- Task directions: Copy nothing before the line containing "impl From<StoreError> for". Reproduce that line and all that follow, exactly, through the end of the records.

[Dataset entries]
--- START ---
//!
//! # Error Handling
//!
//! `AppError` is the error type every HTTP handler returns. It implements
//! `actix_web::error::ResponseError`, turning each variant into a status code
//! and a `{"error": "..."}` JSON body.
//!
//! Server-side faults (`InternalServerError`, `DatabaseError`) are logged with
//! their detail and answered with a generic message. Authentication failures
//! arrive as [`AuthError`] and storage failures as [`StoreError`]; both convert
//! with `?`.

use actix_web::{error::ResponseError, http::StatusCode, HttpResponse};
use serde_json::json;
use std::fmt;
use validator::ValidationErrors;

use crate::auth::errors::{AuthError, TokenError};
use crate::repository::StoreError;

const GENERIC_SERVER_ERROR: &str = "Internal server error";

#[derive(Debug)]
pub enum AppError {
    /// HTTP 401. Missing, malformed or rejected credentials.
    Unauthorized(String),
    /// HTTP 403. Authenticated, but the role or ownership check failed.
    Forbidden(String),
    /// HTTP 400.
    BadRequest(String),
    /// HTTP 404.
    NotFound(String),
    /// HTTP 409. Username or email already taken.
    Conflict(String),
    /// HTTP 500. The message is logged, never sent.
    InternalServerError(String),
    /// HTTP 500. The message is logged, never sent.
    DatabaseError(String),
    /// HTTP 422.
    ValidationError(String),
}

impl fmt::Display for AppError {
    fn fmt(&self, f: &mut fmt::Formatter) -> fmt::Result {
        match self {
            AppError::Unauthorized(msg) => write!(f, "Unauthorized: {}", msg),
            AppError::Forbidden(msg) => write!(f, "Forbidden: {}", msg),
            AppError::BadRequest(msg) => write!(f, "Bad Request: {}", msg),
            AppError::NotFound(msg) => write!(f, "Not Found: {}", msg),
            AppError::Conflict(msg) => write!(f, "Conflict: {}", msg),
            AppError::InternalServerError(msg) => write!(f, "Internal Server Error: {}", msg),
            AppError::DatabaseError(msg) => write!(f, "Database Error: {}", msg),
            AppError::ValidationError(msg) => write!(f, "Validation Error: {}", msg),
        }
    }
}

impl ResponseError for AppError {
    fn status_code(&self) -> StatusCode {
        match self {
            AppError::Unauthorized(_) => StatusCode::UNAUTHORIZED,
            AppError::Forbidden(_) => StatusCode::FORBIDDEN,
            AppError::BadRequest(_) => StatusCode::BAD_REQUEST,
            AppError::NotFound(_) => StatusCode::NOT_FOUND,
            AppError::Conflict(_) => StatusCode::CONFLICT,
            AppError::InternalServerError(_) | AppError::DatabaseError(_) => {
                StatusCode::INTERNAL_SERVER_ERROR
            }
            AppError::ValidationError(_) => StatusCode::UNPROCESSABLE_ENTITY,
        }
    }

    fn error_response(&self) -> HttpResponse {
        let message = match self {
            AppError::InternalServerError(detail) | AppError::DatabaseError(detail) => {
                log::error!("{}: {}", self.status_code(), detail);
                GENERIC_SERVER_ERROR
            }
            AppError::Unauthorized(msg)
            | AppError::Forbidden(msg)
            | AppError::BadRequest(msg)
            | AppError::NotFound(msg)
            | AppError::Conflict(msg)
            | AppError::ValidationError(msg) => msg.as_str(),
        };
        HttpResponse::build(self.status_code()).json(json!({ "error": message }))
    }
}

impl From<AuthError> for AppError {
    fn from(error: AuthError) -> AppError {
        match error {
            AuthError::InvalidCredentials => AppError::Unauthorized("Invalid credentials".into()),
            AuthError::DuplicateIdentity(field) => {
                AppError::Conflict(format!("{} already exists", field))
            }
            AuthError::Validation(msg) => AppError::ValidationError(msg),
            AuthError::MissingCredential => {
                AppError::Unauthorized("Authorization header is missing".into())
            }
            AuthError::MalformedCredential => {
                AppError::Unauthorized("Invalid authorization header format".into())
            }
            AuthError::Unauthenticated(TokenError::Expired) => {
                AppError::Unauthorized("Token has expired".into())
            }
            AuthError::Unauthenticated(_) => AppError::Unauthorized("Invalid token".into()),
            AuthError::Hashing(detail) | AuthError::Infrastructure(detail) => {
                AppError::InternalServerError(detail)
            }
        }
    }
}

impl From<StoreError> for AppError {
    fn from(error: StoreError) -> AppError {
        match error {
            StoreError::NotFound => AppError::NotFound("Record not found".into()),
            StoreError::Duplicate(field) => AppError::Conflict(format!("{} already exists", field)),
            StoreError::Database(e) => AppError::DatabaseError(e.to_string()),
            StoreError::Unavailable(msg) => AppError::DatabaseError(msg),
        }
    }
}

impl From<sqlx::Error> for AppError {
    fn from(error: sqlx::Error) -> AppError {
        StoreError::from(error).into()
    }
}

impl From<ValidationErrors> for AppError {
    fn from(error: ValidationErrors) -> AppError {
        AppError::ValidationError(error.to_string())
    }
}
--- END ---
- Solution:
impl From<StoreError> for AppError {
    fn from(error: StoreError) -> AppError {
        match error {
            StoreError::NotFound => AppError::NotFound("Record not found".into()),
            StoreError::Duplicate(field) => AppError::Conflict(format!("{} already exists", field)),
            StoreError::Database(e) => AppError::DatabaseError(e.to_string()),
            StoreError::Unavailable(msg) => AppError::DatabaseError(msg),
        }
    }
}

impl From<sqlx::Error> for AppError {
    fn from(error: sqlx::Error) -> AppError {
        StoreError::from(error).into()
    }
}

impl From<ValidationErrors> for AppError {
    fn from(error: ValidationErrors) -> AppError {
        AppError::ValidationError(error.to_string())
    }
}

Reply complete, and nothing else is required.